• [Records provided]:
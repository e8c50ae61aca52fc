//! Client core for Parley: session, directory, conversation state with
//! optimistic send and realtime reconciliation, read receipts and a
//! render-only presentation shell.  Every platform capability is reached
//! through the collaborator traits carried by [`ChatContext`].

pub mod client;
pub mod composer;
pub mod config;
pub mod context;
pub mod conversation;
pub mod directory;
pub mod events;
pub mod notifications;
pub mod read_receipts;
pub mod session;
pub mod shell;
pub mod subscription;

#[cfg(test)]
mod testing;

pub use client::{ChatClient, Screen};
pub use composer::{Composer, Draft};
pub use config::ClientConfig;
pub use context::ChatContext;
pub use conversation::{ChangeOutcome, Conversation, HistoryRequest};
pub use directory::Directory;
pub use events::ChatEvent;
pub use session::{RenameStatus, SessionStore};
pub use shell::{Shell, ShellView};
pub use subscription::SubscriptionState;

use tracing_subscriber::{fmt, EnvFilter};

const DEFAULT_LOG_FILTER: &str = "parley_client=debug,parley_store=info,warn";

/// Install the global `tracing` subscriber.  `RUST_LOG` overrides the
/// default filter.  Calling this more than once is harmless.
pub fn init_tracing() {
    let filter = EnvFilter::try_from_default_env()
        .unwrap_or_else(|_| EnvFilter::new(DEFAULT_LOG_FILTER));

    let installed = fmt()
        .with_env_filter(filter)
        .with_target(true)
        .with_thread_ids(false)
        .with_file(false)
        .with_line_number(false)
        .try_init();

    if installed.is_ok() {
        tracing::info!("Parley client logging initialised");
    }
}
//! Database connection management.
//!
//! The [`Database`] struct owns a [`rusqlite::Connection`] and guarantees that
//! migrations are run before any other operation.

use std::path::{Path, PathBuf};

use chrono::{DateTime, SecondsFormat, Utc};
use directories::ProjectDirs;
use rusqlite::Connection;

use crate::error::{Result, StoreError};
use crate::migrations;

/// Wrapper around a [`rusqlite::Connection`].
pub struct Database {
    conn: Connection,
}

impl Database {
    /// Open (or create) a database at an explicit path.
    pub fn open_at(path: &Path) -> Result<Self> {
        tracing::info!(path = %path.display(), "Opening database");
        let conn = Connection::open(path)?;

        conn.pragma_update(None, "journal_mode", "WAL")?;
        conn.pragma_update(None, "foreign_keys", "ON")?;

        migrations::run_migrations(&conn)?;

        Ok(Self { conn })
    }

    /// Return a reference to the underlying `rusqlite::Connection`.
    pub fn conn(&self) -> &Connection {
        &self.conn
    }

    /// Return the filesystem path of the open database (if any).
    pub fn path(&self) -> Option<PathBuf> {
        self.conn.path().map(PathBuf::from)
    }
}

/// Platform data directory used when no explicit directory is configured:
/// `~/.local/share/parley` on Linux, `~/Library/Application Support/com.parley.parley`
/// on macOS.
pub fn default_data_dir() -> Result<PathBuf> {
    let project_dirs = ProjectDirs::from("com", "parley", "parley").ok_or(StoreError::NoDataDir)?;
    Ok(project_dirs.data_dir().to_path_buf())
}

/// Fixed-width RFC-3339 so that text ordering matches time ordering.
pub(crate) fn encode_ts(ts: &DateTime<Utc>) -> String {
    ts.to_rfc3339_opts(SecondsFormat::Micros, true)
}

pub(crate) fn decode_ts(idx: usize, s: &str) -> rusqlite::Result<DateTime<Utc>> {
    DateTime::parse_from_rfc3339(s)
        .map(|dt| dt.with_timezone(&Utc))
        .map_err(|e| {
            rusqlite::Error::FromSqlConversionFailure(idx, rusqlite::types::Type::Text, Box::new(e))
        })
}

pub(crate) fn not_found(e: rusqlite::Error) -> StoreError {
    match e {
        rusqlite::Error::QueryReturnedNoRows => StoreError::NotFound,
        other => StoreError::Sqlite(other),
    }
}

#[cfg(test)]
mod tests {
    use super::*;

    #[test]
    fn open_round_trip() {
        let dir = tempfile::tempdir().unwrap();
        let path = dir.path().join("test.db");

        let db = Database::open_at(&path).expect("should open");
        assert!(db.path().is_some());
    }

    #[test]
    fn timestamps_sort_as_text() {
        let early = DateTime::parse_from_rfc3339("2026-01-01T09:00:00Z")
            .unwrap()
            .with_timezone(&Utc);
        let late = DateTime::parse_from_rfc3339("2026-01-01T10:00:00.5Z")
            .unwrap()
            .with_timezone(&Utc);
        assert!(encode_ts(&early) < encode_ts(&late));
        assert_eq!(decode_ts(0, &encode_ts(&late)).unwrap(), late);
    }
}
==
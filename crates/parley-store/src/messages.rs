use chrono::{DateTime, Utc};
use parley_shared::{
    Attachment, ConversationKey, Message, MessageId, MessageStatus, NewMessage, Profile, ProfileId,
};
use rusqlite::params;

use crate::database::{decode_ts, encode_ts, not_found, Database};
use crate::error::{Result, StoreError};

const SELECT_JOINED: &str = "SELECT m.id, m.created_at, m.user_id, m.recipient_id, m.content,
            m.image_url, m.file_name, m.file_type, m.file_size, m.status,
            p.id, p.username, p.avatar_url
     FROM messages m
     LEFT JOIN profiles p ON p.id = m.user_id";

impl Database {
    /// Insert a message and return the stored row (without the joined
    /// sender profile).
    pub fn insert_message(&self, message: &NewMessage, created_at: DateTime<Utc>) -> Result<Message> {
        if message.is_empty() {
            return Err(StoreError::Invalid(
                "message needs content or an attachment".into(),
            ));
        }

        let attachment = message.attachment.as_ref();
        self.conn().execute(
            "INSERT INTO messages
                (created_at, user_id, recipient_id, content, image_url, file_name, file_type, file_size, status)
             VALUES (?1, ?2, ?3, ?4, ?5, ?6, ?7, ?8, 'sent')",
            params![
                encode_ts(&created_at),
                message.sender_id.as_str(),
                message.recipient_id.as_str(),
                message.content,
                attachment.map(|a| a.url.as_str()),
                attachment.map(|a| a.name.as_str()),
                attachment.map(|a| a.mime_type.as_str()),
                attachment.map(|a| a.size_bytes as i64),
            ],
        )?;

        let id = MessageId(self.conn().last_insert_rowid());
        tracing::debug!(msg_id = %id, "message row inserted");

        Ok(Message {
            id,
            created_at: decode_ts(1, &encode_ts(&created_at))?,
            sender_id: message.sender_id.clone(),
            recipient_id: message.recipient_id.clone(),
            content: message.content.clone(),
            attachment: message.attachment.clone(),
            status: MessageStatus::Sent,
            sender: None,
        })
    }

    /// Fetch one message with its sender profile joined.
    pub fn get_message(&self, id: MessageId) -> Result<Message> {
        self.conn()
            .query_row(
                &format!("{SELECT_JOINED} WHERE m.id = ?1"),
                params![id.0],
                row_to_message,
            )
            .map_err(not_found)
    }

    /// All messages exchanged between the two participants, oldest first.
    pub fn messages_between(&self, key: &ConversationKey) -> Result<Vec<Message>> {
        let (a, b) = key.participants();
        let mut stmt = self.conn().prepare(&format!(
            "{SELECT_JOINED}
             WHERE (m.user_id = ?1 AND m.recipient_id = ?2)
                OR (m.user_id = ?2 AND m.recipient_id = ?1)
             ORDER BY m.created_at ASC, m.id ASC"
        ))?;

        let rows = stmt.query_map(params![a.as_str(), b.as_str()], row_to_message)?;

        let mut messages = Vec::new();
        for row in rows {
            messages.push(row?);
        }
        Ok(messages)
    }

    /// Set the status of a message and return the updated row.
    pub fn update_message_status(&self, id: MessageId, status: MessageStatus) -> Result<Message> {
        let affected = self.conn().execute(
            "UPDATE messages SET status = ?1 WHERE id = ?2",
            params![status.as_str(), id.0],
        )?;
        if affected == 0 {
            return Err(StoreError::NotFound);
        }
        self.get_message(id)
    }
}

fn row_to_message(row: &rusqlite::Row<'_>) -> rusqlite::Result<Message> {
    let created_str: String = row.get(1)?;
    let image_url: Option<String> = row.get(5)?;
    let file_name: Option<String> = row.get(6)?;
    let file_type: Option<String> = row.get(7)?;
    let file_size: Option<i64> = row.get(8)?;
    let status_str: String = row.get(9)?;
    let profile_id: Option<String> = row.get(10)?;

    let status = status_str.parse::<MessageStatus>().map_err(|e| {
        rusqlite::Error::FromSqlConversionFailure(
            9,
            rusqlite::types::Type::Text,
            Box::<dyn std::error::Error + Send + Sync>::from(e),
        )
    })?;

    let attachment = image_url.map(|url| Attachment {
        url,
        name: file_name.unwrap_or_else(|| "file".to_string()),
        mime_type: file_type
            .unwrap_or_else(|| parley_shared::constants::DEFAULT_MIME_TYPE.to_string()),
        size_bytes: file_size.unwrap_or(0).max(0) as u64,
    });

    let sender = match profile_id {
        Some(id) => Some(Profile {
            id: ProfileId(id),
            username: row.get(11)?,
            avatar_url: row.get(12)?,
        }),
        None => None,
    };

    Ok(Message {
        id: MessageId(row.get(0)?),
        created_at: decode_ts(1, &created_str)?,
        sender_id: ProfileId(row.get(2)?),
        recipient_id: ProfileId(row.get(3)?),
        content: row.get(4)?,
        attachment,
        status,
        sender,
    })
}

• [Exercise description]: Only the lines above from the line containing "let conn = Connection::open(path)?;" through the line containing "DateTime::parse_from_rfc3339(s)" should be retyped, exactly and with both ends included.

• [Result of the exercise]:
        let conn = Connection::open(path)?;

        conn.pragma_update(None, "journal_mode", "WAL")?;
        conn.pragma_update(None, "foreign_keys", "ON")?;

        migrations::run_migrations(&conn)?;

        Ok(Self { conn })
    }

    /// Return a reference to the underlying `rusqlite::Connection`.
    pub fn conn(&self) -> &Connection {
        &self.conn
    }

    /// Return the filesystem path of the open database (if any).
    pub fn path(&self) -> Option<PathBuf> {
        self.conn.path().map(PathBuf::from)
    }
}

/// Platform data directory used when no explicit directory is configured:
/// `~/.local/share/parley` on Linux, `~/Library/Application Support/com.parley.parley`
/// on macOS.
pub fn default_data_dir() -> Result<PathBuf> {
    let project_dirs = ProjectDirs::from("com", "parley", "parley").ok_or(StoreError::NoDataDir)?;
    Ok(project_dirs.data_dir().to_path_buf())
}

/// Fixed-width RFC-3339 so that text ordering matches time ordering.
pub(crate) fn encode_ts(ts: &DateTime<Utc>) -> String {
    ts.to_rfc3339_opts(SecondsFormat::Micros, true)
}

pub(crate) fn decode_ts(idx: usize, s: &str) -> rusqlite::Result<DateTime<Utc>> {
    DateTime::parse_from_rfc3339(s)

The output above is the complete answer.